▸ TASK REQUIREMENTS: Up to and including the line with "pub use config::ContainerConfig;", restate the records below word for word, beginning with their first line.

Collected data

◇ ◇ ◇ ◇

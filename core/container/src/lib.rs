//! Password-protected data containers.
//!
//! [`seal`] turns plaintext and a password into a [`ContainerRecord`]
//! holding everything needed to recover it: PBKDF2 salt and iteration
//! count, the AES-256-CTR IV, the encrypted payload and a SHA-256 digest
//! of the plaintext. [`open`] reverses the process and checks the digest.
//!
//! ```no_run
//! let json = sealbox_container::seal_to_json(b"hello world", b"password123")?;
//! let plaintext = sealbox_container::open_json(&json, b"password123")?;
//! assert_eq!(plaintext, b"hello world");
//! # Ok::<(), sealbox_container::Error>(())
//! ```

pub mod config;
pub mod container;
pub mod record;

pub use config::ContainerConfig;
pub use container::{Container, ContainerBuilder};
pub use record::{
    ContainedData, ContainerMeta, ContainerRecord, DecodedRecord, DeriveInfo, EncryptionInfo,
    CURRENT_VERSION,
};
pub use sealbox_common::{Error, Result};

/// Seal with the default engine.
pub fn seal(plaintext: &[u8], password: &[u8]) -> Result<ContainerRecord> {
    Container::new().seal(plaintext, password)
}

/// Open with the default engine.
pub fn open(record: &ContainerRecord, password: &[u8]) -> Result<Vec<u8>> {
    Container::new().open(record, password)
}

/// Seal with the default engine and serialize to JSON.
pub fn seal_to_json(plaintext: &[u8], password: &[u8]) -> Result<String> {
    Container::new().seal_to_json(plaintext, password)
}

/// Parse a JSON record and open it with the default engine.
pub fn open_json(json: &str, password: &[u8]) -> Result<Vec<u8>> {
    Container::new().open_json(json, password)
}
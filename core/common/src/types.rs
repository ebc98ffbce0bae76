//! Common types used throughout SealBox.

use std::fmt;
use zeroize::Zeroize;

/// Sensitive data wrapper that zeroizes on drop.
///
/// Used for passwords and for decrypted bytes that have not yet passed
/// the integrity check.
#[derive(Clone, Zeroize)]
#[zeroize(drop)]
pub struct SensitiveBytes(Vec<u8>);

impl SensitiveBytes {
    /// Create new sensitive bytes.
    pub fn new(data: Vec<u8>) -> Self {
        Self(data)
    }

    /// Get a reference to the inner bytes.
    pub fn as_bytes(&self) -> &[u8] {
        &self.0
    }

    /// Get the length.
    pub fn len(&self) -> usize {
        self.0.len()
    }

    /// Check if empty.
    pub fn is_empty(&self) -> bool {
        self.0.is_empty()
    }

    /// Release the bytes to the caller.
    ///
    /// The returned vector is no longer zeroized on drop.
    pub fn into_inner(mut self) -> Vec<u8> {
        std::mem::take(&mut self.0)
    }
}

impl From<Vec<u8>> for SensitiveBytes {
    fn from(data: Vec<u8>) -> Self {
        Self::new(data)
    }
}

impl fmt::Debug for SensitiveBytes {
    fn fmt(&self, f: &mut fmt::Formatter<'_>) -> fmt::Result {
        write!(f, "SensitiveBytes([REDACTED; {} bytes])", self.0.len())
    }
}
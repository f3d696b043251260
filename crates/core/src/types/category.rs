//! Product categories.

use serde::{Deserialize, Serialize};

/// A product category.
///
/// The catalog carries three first-class categories; anything else is kept
/// verbatim in `Other` so unknown fixture data round-trips untouched.
/// Serialization uses the Vietnamese display names from the catalog data
/// (`"Phụ kiện"` for accessories).
#[derive(Debug, Clone, PartialEq, Eq, Hash)]
pub enum Category {
    Camera,
    Laptop,
    Accessory,
    Other(String),
}

impl Category {
    /// The display name used in catalog data and the storefront UI.
    #[must_use]
    pub fn as_str(&self) -> &str {
        match self {
            Self::Camera => "Camera",
            Self::Laptop => "Laptop",
            Self::Accessory => "Phụ kiện",
            Self::Other(name) => name,
        }
    }

    /// Parse a category from its display name.
    #[must_use]
    pub fn parse(s: &str) -> Self {
        match s {
            "Camera" => Self::Camera,
            "Laptop" => Self::Laptop,
            "Phụ kiện" => Self::Accessory,
            other => Self::Other(other.to_string()),
        }
    }
}

impl std::fmt::Display for Category {
    fn fmt(&self, f: &mut std::fmt::Formatter<'_>) -> std::fmt::Result {
        write!(f, "{}", self.as_str())
    }
}

impl Serialize for Category {
    fn serialize<S: serde::Serializer>(&self, serializer: S) -> Result<S::Ok, S::Error> {
        serializer.serialize_str(self.as_str())
    }
}

impl<'de> Deserialize<'de> for Category {
    fn deserialize<D: serde::Deserializer<'de>>(deserializer: D) -> Result<Self, D::Error> {
        let s = String::deserialize(deserializer)?;
        Ok(Self::parse(&s))
    }
}
//! Catalog search command.

use techstore_core::Category;
use techstore_storefront::catalog::Catalog;
use techstore_storefront::search::{
    PriceRange, SearchFilters, SearchSort, popular_searches, search_products, search_suggestions,
};

use super::format_vnd;

/// Accept category names case- and accent-insensitively ("camera",
/// "phu kien", "Phụ kiện" all work).
fn parse_category(raw: &str) -> Category {
    match techstore_core::text::strip_diacritics(raw).as_str() {
        "camera" => Category::Camera,
        "laptop" => Category::Laptop,
        "phu kien" | "accessory" => Category::Accessory,
        _ => Category::parse(raw),
    }
}

/// Run a search against the fixture catalog and print the results.
pub fn run(
    query: &str,
    category: Option<&str>,
    sort: &str,
    min_rating: Option<f32>,
    min_price: Option<i64>,
    max_price: Option<i64>,
) {
    let catalog = Catalog::fixture();

    let price_range = match (min_price, max_price) {
        (None, None) => None,
        (min, max) => Some(PriceRange::new(min.unwrap_or(0), max.unwrap_or(i64::MAX))),
    };

    let filters = SearchFilters {
        category: category.map(parse_category),
        price_range,
        min_rating,
        sort_by: SearchSort::parse(sort),
    };

    let results = search_products(catalog.all(), query, &filters);
    if results.is_empty() {
        println!("No products match \"{query}\"");
        return;
    }

    println!(
        "{:<4} {:<28} {:<10} {:>14} {:>7}",
        "ID", "NAME", "CATEGORY", "PRICE", "RATING"
    );
    for product in &results {
        println!(
            "{:<4} {:<28} {:<10} {:>14} {:>7.1}",
            product.id,
            product.name,
            product.category.as_str(),
            format_vnd(product.price_number),
            product.rating,
        );
    }
    println!("{} product(s)", results.len());
}

/// Print suggestions for a partial query (or the popular searches when the
/// query is blank).
pub fn suggest(query: &str) {
    if query.trim().is_empty() {
        println!("Popular searches:");
        for term in popular_searches() {
            println!("  {term}");
        }
        return;
    }

    let catalog = Catalog::fixture();
    let suggestions = search_suggestions(catalog.all(), query);
    if suggestions.is_empty() {
        println!("No suggestions for \"{query}\"");
        return;
    }
    for suggestion in suggestions {
        println!("  {suggestion}");
    }
}
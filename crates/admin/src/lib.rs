//! TechStore back office.
//!
//! Read-mostly views over mock fixture data: order management, user
//! management and dashboard statistics, plus a product editor that works on
//! a local copy of the catalog. Nothing here writes through to the
//! storefront; the back office and the storefront deliberately share only
//! the core types.

#![cfg_attr(not(test), forbid(unsafe_code))]

pub mod fixtures;
pub mod models;
pub mod orders;
pub mod products;
pub mod users;

/// One page of query results.
#[derive(Debug, Clone, PartialEq)]
pub struct Page<T> {
    pub items: Vec<T>,
    /// Total matches before pagination.
    pub total: usize,
    /// 1-based page index.
    pub page: usize,
    pub per_page: usize,
}

impl<T> Page<T> {
    /// Number of pages needed for `total` items.
    #[must_use]
    pub fn total_pages(&self) -> usize {
        if self.per_page == 0 {
            return 0;
        }
        self.total.div_ceil(self.per_page)
    }
}

pub(crate) fn paginate<T>(items: Vec<T>, page: usize, per_page: usize) -> Page<T> {
    let total = items.len();
    let page = page.max(1);
    let start = (page - 1).saturating_mul(per_page).min(total);
    let end = start.saturating_add(per_page).min(total);
    let items = items.into_iter().skip(start).take(end - start).collect();
    Page {
        items,
        total,
        page,
        per_page,
    }
}

#[cfg(test)]
mod tests {
    use super::*;

    #[test]
    fn test_paginate_windows() {
        let page = paginate((1..=10).collect::<Vec<_>>(), 2, 4);
        assert_eq!(page.items, vec![5, 6, 7, 8]);
        assert_eq!(page.total, 10);
        assert_eq!(page.total_pages(), 3);
    }

    #[test]
    fn test_paginate_past_end_is_empty() {
        let page = paginate(vec![1, 2, 3], 5, 2);
        assert!(page.items.is_empty());
        assert_eq!(page.total, 3);
    }

    #[test]
    fn test_paginate_page_zero_clamps_to_first() {
        let page = paginate(vec![1, 2, 3], 0, 2);
        assert_eq!(page.items, vec![1, 2]);
        assert_eq!(page.page, 1);
    }
}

◇ ◇ ◇ ◇

▸ ANSWER TO THIS PROBLEM:
filename core/container/src/lib.rs
//! Password-protected data containers.
//!
//! [`seal`] turns plaintext and a password into a [`ContainerRecord`]
//! holding everything needed to recover it: PBKDF2 salt and iteration
//! count, the AES-256-CTR IV, the encrypted payload and a SHA-256 digest
//! of the plaintext. [`open`] reverses the process and checks the digest.
//!
//! ```no_run
//! let json = sealbox_container::seal_to_json(b"hello world", b"password123")?;
//! let plaintext = sealbox_container::open_json(&json, b"password123")?;
//! assert_eq!(plaintext, b"hello world");
//! # Ok::<(), sealbox_container::Error>(())
//! ```

pub mod config;
pub mod container;
pub mod record;

pub use config::ContainerConfig;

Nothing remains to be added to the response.